IL PAM

 

Più avanti si va con gli studi e più si comprende di quanto sia impossibile restringere il nostro orizzonte scientifico a livello locale. Ormai è opinione diffusa, sia tra gli scienziati che tra la gente, che il Mediterraneo è stato e continua ad essere la sede di un complesso di relazioni storiche, etniche, culturali, politiche e religiose così intense che appare impossibile fare storia di un settore senza valutarne un altro contiguo o lontano. Le tante storie del Mediterraneo diventano spesso una storia e comunque sono legate da rapporti concatenati da condizionamenti vicendevoli.

La lezione del passato è fondamentale anche per la nostra epoca dove, conflitti apparentemente lontani, fanno sentire i loro risvolti negativi su tutta l’area, rendendola instabile e, soprattutto, rallentando quel progresso sociale, civile ed economico che tutti ci auspichiamo possa vedere l’intera famiglia dei paesi rivieraschi del Mediterraneo crescere in pace e serenità.

L’indissolubile legame tra passato e presente ci rafforza nell’idea che rilanciare gli studi di archeologia mediterranea in una prospettiva multi-areale, multi-disciplinare e con una prospettiva antropologica comparativa tra passato e presente, possa non solo aiutare a far avanzare gli studi sulla conoscenza della comune civiltà mediterranea, ma possa anche dare un contributo, seppur minimo e modesto, nel cammino verso un Mediterraneo di pace e cooperazione.

E’ sulla base di questi principi che abbiamo creato il PAM (Prima Archeologia Mediterranea) d’intesa con il comune di Partanna, territorio ricco di antichissime testimonianze di civiltà interrelate con zone lontane del Mediterraneo, con l’Università degli Studi Suor Orsola Benincasa di Napoli e l’Università di Cordoba e con le Soprintendenze del Mare e di Trapani. Istituzioni che si sono distinte nell’approfondire i temi della ricerca e divulgazione su antiche e moderne civiltà mediterranee alle quali presto se ne aggiungeranno altre.

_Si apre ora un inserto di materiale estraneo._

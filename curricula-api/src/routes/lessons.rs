/// Lesson endpoints
///
/// Lessons are listed and created under their module
/// (`/modules/:module_id/lessons`) and addressed directly for get, update
/// and delete (`/lessons/:lesson_id`). Unpublished lessons are visible to
/// admins only.
use crate::{
    app::AppState,
    error::{ApiError, ApiResult},
    routes::is_admin,
};
use axum::{
    extract::{Path, State},
    http::StatusCode,
    Json,
};
use curricula_shared::{
    auth::extract::{AdminUser, MaybeUser},
    models::{
        lesson::{ContentType, CreateLesson, Lesson, UpdateLesson},
        module::Module,
    },
};
use serde::Deserialize;
use uuid::Uuid;
use validator::Validate;

fn default_content_type() -> ContentType {
    ContentType::Text
}

/// Lesson creation request
#[derive(Debug, Deserialize, Validate)]
pub struct CreateLessonRequest {
    /// URL-friendly identifier, scoped to the module
    #[validate(length(min = 1, max = 255, message = "slug must be 1-255 characters"))]
    pub slug: String,

    #[validate(length(min = 1, max = 500, message = "title must be 1-500 characters"))]
    pub title: String,

    #[serde(default = "default_content_type")]
    pub content_type: ContentType,

    #[validate(length(max = 1000, message = "md_url must be at most 1000 characters"))]
    pub md_url: Option<String>,

    #[validate(length(max = 1000, message = "video_url must be at most 1000 characters"))]
    pub video_url: Option<String>,

    #[validate(range(min = 0, message = "duration_minutes must not be negative"))]
    pub duration_minutes: Option<i32>,

    /// Display position within the module
    pub ord: i32,

    #[serde(default)]
    pub published: bool,
}

/// Lesson update request (full overwrite of mutable fields)
#[derive(Debug, Deserialize, Validate)]
pub struct UpdateLessonRequest {
    #[validate(length(min = 1, max = 500, message = "title must be 1-500 characters"))]
    pub title: String,

    pub content_type: ContentType,

    #[validate(length(max = 1000, message = "md_url must be at most 1000 characters"))]
    pub md_url: Option<String>,

    #[validate(length(max = 1000, message = "video_url must be at most 1000 characters"))]
    pub video_url: Option<String>,

    #[validate(range(min = 0, message = "duration_minutes must not be negative"))]
    pub duration_minutes: Option<i32>,

    pub ord: i32,

    pub published: bool,
}

/// Lists a module's lessons in display order. Drafts are filtered out
/// for non-admin callers.
pub async fn list_lessons(
    State(state): State<AppState>,
    MaybeUser(user): MaybeUser,
    Path(module_id): Path<Uuid>,
) -> ApiResult<Json<Vec<Lesson>>> {
    let module = Module::find_by_id(&state.db, module_id)
        .await?
        .ok_or_else(|| ApiError::NotFound("module not found".to_string()))?;

    let admin = is_admin(user.as_ref());
    let lessons = Lesson::list_by_module(&state.db, module.id, !admin).await?;
    Ok(Json(lessons))
}

/// Creates a lesson under a module.
///
/// # Errors
///
/// - `404` — no such module
/// - `422` — validation failed
pub async fn create_lesson(
    State(state): State<AppState>,
    AdminUser(_): AdminUser,
    Path(module_id): Path<Uuid>,
    Json(req): Json<CreateLessonRequest>,
) -> ApiResult<Json<Lesson>> {
    req.validate()?;

    let module = Module::find_by_id(&state.db, module_id)
        .await?
        .ok_or_else(|| ApiError::NotFound("module not found".to_string()))?;

    let lesson = Lesson::create(
        &state.db,
        CreateLesson {
            module_id: module.id,
            slug: req.slug,
            title: req.title,
            content_type: req.content_type,
            md_url: req.md_url,
            video_url: req.video_url,
            duration_minutes: req.duration_minutes,
            ord: req.ord,
            published: req.published,
        },
    )
    .await?;

    Ok(Json(lesson))
}

/// Fetches a single lesson. Unpublished lessons 404 for non-admins.
pub async fn get_lesson(
    State(state): State<AppState>,
    MaybeUser(user): MaybeUser,
    Path(lesson_id): Path<Uuid>,
) -> ApiResult<Json<Lesson>> {
    let lesson = Lesson::find_by_id(&state.db, lesson_id)
        .await?
        .filter(|l| l.published || is_admin(user.as_ref()))
        .ok_or_else(|| ApiError::NotFound("lesson not found".to_string()))?;

    Ok(Json(lesson))
}

/// Overwrites a lesson's mutable fields.
pub async fn update_lesson(
    State(state): State<AppState>,
    AdminUser(_): AdminUser,
    Path(lesson_id): Path<Uuid>,
    Json(req): Json<UpdateLessonRequest>,
) -> ApiResult<Json<Lesson>> {
    req.validate()?;

    let lesson = Lesson::update(
        &state.db,
        lesson_id,
        UpdateLesson {
            title: req.title,
            content_type: req.content_type,
            md_url: req.md_url,
            video_url: req.video_url,
            duration_minutes: req.duration_minutes,
            ord: req.ord,
            published: req.published,
        },
    )
    .await?
    .ok_or_else(|| ApiError::NotFound("lesson not found".to_string()))?;

    Ok(Json(lesson))
}

/// Deletes a lesson.
pub async fn delete_lesson(
    State(state): State<AppState>,
    AdminUser(_): AdminUser,
    Path(lesson_id): Path<Uuid>,
) -> ApiResult<StatusCode> {
    let deleted = Lesson::delete(&state.db, lesson_id).await?;
    if !deleted {
        return Err(ApiError::NotFound("lesson not found".to_string()));
    }
    Ok(StatusCode::NO_CONTENT)
}
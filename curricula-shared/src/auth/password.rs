/// Password hashing using Argon2id
///
/// Credentials are stored as PHC-format strings that embed the algorithm,
/// its parameters, and a per-hash random salt. Hashing the same password
/// twice therefore yields different digests, while verification recovers
/// the parameters from the stored string and compares in constant time.
///
/// Accounts provisioned through the external identity provider carry no
/// password hash at all; callers handle that case before reaching this
/// module.
///
/// # Example
///
/// ```
/// use curricula_shared::auth::password::{hash_password, verify_password};
///
/// # fn example() -> Result<(), Box<dyn std::error::Error>> {
/// let digest = hash_password("correct horse battery staple")?;
/// assert!(verify_password("correct horse battery staple", &digest)?);
/// assert!(!verify_password("incorrect horse", &digest)?);
/// # Ok(())
/// # }
/// ```
use argon2::{
    password_hash::{rand_core::OsRng, PasswordHash, PasswordHasher, PasswordVerifier, SaltString},
    Argon2,
};

/// Error type for password hashing operations
#[derive(Debug, thiserror::Error)]
pub enum PasswordError {
    /// Failed to produce a digest
    #[error("failed to hash password: {0}")]
    Hash(String),

    /// Stored digest is not a valid PHC string
    #[error("invalid password digest: {0}")]
    InvalidDigest(String),

    /// Verification failed for a reason other than a wrong password
    #[error("failed to verify password: {0}")]
    Verify(String),
}

/// Hashes a password with Argon2id and a freshly generated random salt.
///
/// Returns the digest in PHC string format
/// (`$argon2id$v=19$m=...,t=...,p=...$<salt>$<hash>`). The salt comes from
/// the OS CSPRNG, so repeated calls with the same password produce
/// different digests.
///
/// # Errors
///
/// Returns [`PasswordError::Hash`] if digest generation fails.
pub fn hash_password(password: &str) -> Result<String, PasswordError> {
    let salt = SaltString::generate(&mut OsRng);

    let digest = Argon2::default()
        .hash_password(password.as_bytes(), &salt)
        .map_err(|e| PasswordError::Hash(e.to_string()))?;

    Ok(digest.to_string())
}

/// Verifies a password against a stored PHC digest.
///
/// The hashing parameters are taken from the digest itself, and the
/// comparison is constant-time.
///
/// # Returns
///
/// `Ok(true)` when the password matches, `Ok(false)` when it does not.
///
/// # Errors
///
/// Returns [`PasswordError::InvalidDigest`] when the stored digest cannot
/// be parsed, or [`PasswordError::Verify`] for any other failure.
pub fn verify_password(password: &str, digest: &str) -> Result<bool, PasswordError> {
    let parsed = PasswordHash::new(digest)
        .map_err(|e| PasswordError::InvalidDigest(e.to_string()))?;

    match Argon2::default().verify_password(password.as_bytes(), &parsed) {
        Ok(()) => Ok(true),
        Err(argon2::password_hash::Error::Password) => Ok(false),
        Err(e) => Err(PasswordError::Verify(e.to_string())),
    }
}

#[cfg(test)]
mod tests {
    use super::*;

    #[test]
    fn test_hash_produces_phc_string() {
        let digest = hash_password("some password").expect("hash should succeed");
        assert!(digest.starts_with("$argon2id$"));
        assert!(digest.contains("v=19"));
    }

    #[test]
    fn test_hash_is_salted_per_call() {
        let a = hash_password("same input").expect("hash should succeed");
        let b = hash_password("same input").expect("hash should succeed");
        assert_ne!(a, b, "distinct salts must yield distinct digests");
    }

    #[test]
    fn test_verify_correct_password() {
        let digest = hash_password("s3cret").expect("hash should succeed");
        assert!(verify_password("s3cret", &digest).expect("verify should succeed"));
    }

    #[test]
    fn test_verify_wrong_password() {
        let digest = hash_password("s3cret").expect("hash should succeed");
        assert!(!verify_password("not-s3cret", &digest).expect("verify should succeed"));
        assert!(!verify_password("", &digest).expect("verify should succeed"));
    }

    #[test]
    fn test_verify_rejects_malformed_digest() {
        assert!(verify_password("anything", "not-a-digest").is_err());
        assert!(verify_password("anything", "$argon2id$broken").is_err());
    }

    #[test]
    fn test_roundtrip_unusual_inputs() {
        for password in ["", "with spaces", "üñíçødé-пароль", "!@#$%^&*()"] {
            let digest = hash_password(password).expect("hash should succeed");
            assert!(
                verify_password(password, &digest).expect("verify should succeed"),
                "password {:?} should verify against its own digest",
                password
            );
        }
    }
}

Grazie alla disponibilità del Comune di Partanna e alla possibilità di usufruire del prestigioso e versatile ex monastero delle Benedettine, dove la contiguità tra ospitalità e possibilità convegnistiche risulta eccellente, PAM si prefigge di portare avanti ricerche, studi e promuovere incontri scientifici ed eventi con obiettivo l’approfondimento della storia e cultura mediterranea, oltre a ricerche, convegni, scuole estive e campi di lavoro.
La presentazione ufficiale del PAM è avvenuta domenica 16 marzo 2008, presso il Castello Grifeo di Partanna.

Oltre al saluto del sindaco on.le Vincenzino Culicchia, che ha condiviso subito la creazione di questa istituzione, vi sono stati testimoni d’eccellenza per la nascita di questa associazione onlus: Folco Quilici, che ha parlato del Mediterraneo e ha presentato la sua ultima fatica – il libro “I miei mari” edito da Mondatori -,Franco Andaloro, responsabile ICRAM per la Sicilia, che ha dato una visione biostorica del Mediterraneo, il presidente del PAM Sebastiano Tusa, Soprintendente del mare della Regione Sicilia, ed i componenti del comitato tecnico scientifico Rosalia Camerata Scovazzo, presidente del Parco Archeologico Regionale di Agrigento, Nunzio Allegro, professore ordinario di archeologia della Magna Grecia e Sicilia e Rossella Giglio, direttrice del Servizio Beni Archeologici della Soprintendenza BB CC AA di Trapani.